Just in case you missed it, the future has arrived. A Michigan toddler is living proof.
Doctors used 3-D printing to create an artificial airway splint last year for Kaiba Gionfriddo. Without the airway, the then-3-month-old baby wouldn't have survived. Little Kaiba is now 19 months old and breathing fine.
This isn't the only example of the medical use of 3-D printing. The technology appears likely to turn the world of medicine upside down over the next few years. Here's how.
Turning science fiction into fact
If 3-D printing can be used for creating artificial airways, why couldn't it also be used to build bones and cartilage? Actually, it already can.
Researchers at the Wake Forest Institute for Regenerative Medicine developed a 3-D printer that prints cartilage. The prototype machine used polymers and a solution of cartilage cells from a rabbit ear to generate cartilage for implanting in mice. This approach holds significant promise for use in treating human knee injuries.
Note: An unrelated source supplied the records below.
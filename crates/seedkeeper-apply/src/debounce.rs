//! Per-hash, per-instance debounce: once a hash has had an action applied,
//! it is exempt from further processing for one cooldown window (default
//! 2 minutes, configurable via `seedkeeper-config`).

use std::collections::HashMap;
use std::sync::Mutex;
use std::time::{Duration, Instant};

/// Tracks the last time an action was applied to each `(instance, hash)`
/// pair, behind a single mutex. Keying the one map on the instance as
/// part of the key is equivalent to a per-instance lock under
/// uncontended access and far simpler than a map of mutexes.
#[derive(Default)]
pub struct Debouncer {
    last_applied: Mutex<HashMap<(String, String), Instant>>,
}

impl Debouncer {
    /// Construct an empty debouncer.
    #[must_use]
    pub fn new() -> Self {
        Self::default()
    }

    /// Whether `hash` on `instance` is still inside its cooldown window.
    ///
    /// # Panics
    ///
    /// Panics if the internal mutex has been poisoned.
    #[must_use]
    pub fn is_debounced(&self, instance: &str, hash: &str, window: Duration, now: Instant) -> bool {
        let guard = match self.last_applied.lock() {
            Ok(guard) => guard,
            Err(poisoned) => poisoned.into_inner(),
        };
        guard
            .get(&(instance.to_string(), hash.to_string()))
            .is_some_and(|last| now.duration_since(*last) < window)
    }

    /// Record that an action was just applied to `hash` on `instance`.
    ///
    /// # Panics
    ///
    /// Panics if the internal mutex has been poisoned.
    pub fn mark(&self, instance: &str, hash: &str, now: Instant) {
        let mut guard = match self.last_applied.lock() {
            Ok(guard) => guard,
            Err(poisoned) => poisoned.into_inner(),
        };
        guard.insert((instance.to_string(), hash.to_string()), now);
    }
}

#[cfg(test)]
mod tests {
    use super::*;

    #[test]
    fn marked_hash_is_debounced_until_window_elapses() {
        let debouncer = Debouncer::new();
        let now = Instant::now();
        let window = Duration::from_secs(120);

        assert!(!debouncer.is_debounced("main", "abc", window, now));
        debouncer.mark("main", "abc", now);
        assert!(debouncer.is_debounced("main", "abc", window, now));

        let later = now + Duration::from_secs(121);
        assert!(!debouncer.is_debounced("main", "abc", window, later));
    }

    #[test]
    fn debounce_is_scoped_per_instance() {
        let debouncer = Debouncer::new();
        let now = Instant::now();
        debouncer.mark("main", "abc", now);
        assert!(!debouncer.is_debounced("other", "abc", Duration::from_secs(120), now));
    }
}
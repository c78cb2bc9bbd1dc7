//! Resolves a rule's configured [`FreeSpaceSource`] into an observed
//! free-space figure at the start of a cycle.

use seedkeeper_client::TorrentClient;
use seedkeeper_core::rule::FreeSpaceSource;

use crate::error::{IndicesError, Result};

/// Resolve `source` to a free-space figure in bytes.
///
/// # Errors
///
/// Returns [`IndicesError::UnsupportedOnPlatform`] for a
/// [`FreeSpaceSource::Path`] source on a non-Unix build, and
/// [`IndicesError::FreeSpaceQuery`] if the filesystem query itself fails.
pub async fn resolve(
    source: &FreeSpaceSource,
    client: &dyn TorrentClient,
    instance: &str,
) -> Result<i64> {
    match source {
        FreeSpaceSource::QBittorrent => Ok(client.get_free_space(instance).await?),
        FreeSpaceSource::Path(path) => query_path(path),
    }
}

#[cfg(unix)]
fn query_path(path: &str) -> Result<i64> {
    let stat = nix::sys::statvfs::statvfs(path).map_err(|errno| IndicesError::FreeSpaceQuery {
        path: path.to_string(),
        source: std::io::Error::from_raw_os_error(errno as i32),
    })?;
    Ok((stat.blocks_available() as u64).saturating_mul(stat.fragment_size()) as i64)
}

#[cfg(not(unix))]
fn query_path(_path: &str) -> Result<i64> {
    Err(IndicesError::UnsupportedOnPlatform)
}

#[cfg(test)]
mod tests {
    use super::*;
    use async_trait::async_trait;
    use seedkeeper_client::ClientError;

    struct FakeClient {
        free_space: i64,
    }

    #[async_trait]
    impl TorrentClient for FakeClient {
        async fn list_torrents(
            &self,
            _instance: &str,
        ) -> seedkeeper_client::Result<Vec<seedkeeper_core::model::Torrent>> {
            Err(ClientError::Unsupported {
                operation: "list_torrents",
            })
        }

        async fn get_files(
            &self,
            _instance: &str,
            _hashes: &[String],
        ) -> seedkeeper_client::Result<
            std::collections::HashMap<String, Vec<seedkeeper_client::TorrentFile>>,
        > {
            Err(ClientError::Unsupported {
                operation: "get_files",
            })
        }

        async fn get_free_space(&self, _instance: &str) -> seedkeeper_client::Result<i64> {
            Ok(self.free_space)
        }
    }

    #[tokio::test]
    async fn qbittorrent_source_delegates_to_client() {
        let client = FakeClient {
            free_space: 42_000,
        };
        let value = resolve(&FreeSpaceSource::QBittorrent, &client, "instance-1")
            .await
            .expect("resolve");
        assert_eq!(value, 42_000);
    }

    #[tokio::test]
    #[cfg(unix)]
    async fn path_source_queries_real_filesystem_on_unix() {
        let client = FakeClient { free_space: 0 };
        let value = resolve(
            &FreeSpaceSource::Path("/tmp".to_string()),
            &client,
            "instance-1",
        )
        .await;
        assert!(value.is_ok());
    }
}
In March, radical surgery was performed on a patient in the U.S. that replaced 75% of the patient's skull with an implant made using a 3-D printer. Oxford Performance Materials, which created the 3-D printer, says that skulls are just the beginning. The company plans to create more implants for other bones, including femurs, knee caps, and hips.
Wake Forest scientists are doing more with 3-D printing as well. Researchers conducted a project where they printed skin cells directly onto a burn wound. Mice with bioprinted skin healed 40% more quickly than other mice that didn't receive the treatment. The Wake Forest team has also moved forward with bioprinting of kidney cells. What's more, the technology actually has been used to print a three-dimensional kidney prototype.
Meanwhile, San Diego-based Organovo is using 3-D printing technology to print liver cells. The cells created by this bioprinting process produce cholesterol and express enzymes -- just as "real" human liver cells do. Along similar lines, researchers at Heriot-Watt University in Scotland have built a printer to generate embryonic stem cells.
Upheaval on the way
3-D printing of body parts isn't merely a cool science experiment. This technology seems likely to cause an upheaval in multiple ways.
Obviously, the ability to print bones, cartilage, skin, and eventually functional organs should save lives and radically change the care and treatment for many patients. This opportunity is especially appealing to the military.
Seattle Children's Hospital is already using technology from 3D Systems (NYSE: DDD ) to improve care. Bioengineers with the hospital used 3D Systems' VFlash Desktop 3-D printer to create solid models of infant nasal and oral passages. These models were then used to test different respiratory devices to determine which was most effective for use in treating patients.
The financial impact of 3-D bioprinting could be enormous as well. For example, St. Jude Medical (NYSE: STJ ) is one of several makers of artificial heart valves. The company made more than $1.3 billion in 2012 from its cardiovascular business segment, which includes heart valve and structural heart defect products. What would happen to this market if surgeons had the ability to bioprint heart valves customized for their patients? We're talking about a change of seismic proportions.
Pharmaceutical firms are continually seeking to develop drugs more quickly. These companies would benefit tremendously from gaining access to human tissue and cells to speed up research and testing for new drugs.
At least two pharmaceutical companies already see the potential. Pfizer (NYSE: PFE ) and United Therapeutics (NASDAQ: UTHR ) have partnered with Organovo. No details have been disclosed about the arrangement between the companies, but Organovo's vice president of commercial operations, Mike Renard, says that his company received funding from the larger organizations with some sharing of rights to the technology.
Another major target for disruption is in the organ transplant area. According to World Health Organization estimates, only 10% of current needs for replacement organs is being met worldwide. A huge black market has emerged as a result. The ability to print organs would radically change this dynamic.
The "future future"
While the future is here in some respects, the future also is yet to come. It will be years before some uses of 3-D printing, such as printing organs, is fully viable. What should investors looking to ride the wave do in the meantime?
One option is to buy shares in a more established 3-D printing company such as 3D Systems. However, while 3D Systems' products can be used for some medical applications, they aren't suited right now for many of the types of uses discussed earlier.
It will definitely take a great deal of time for this emerging technology to be approved, so the least risky path for now is to wait until 3-D printing of body parts matures somewhat. The "future future" will be here sooner than we probably think.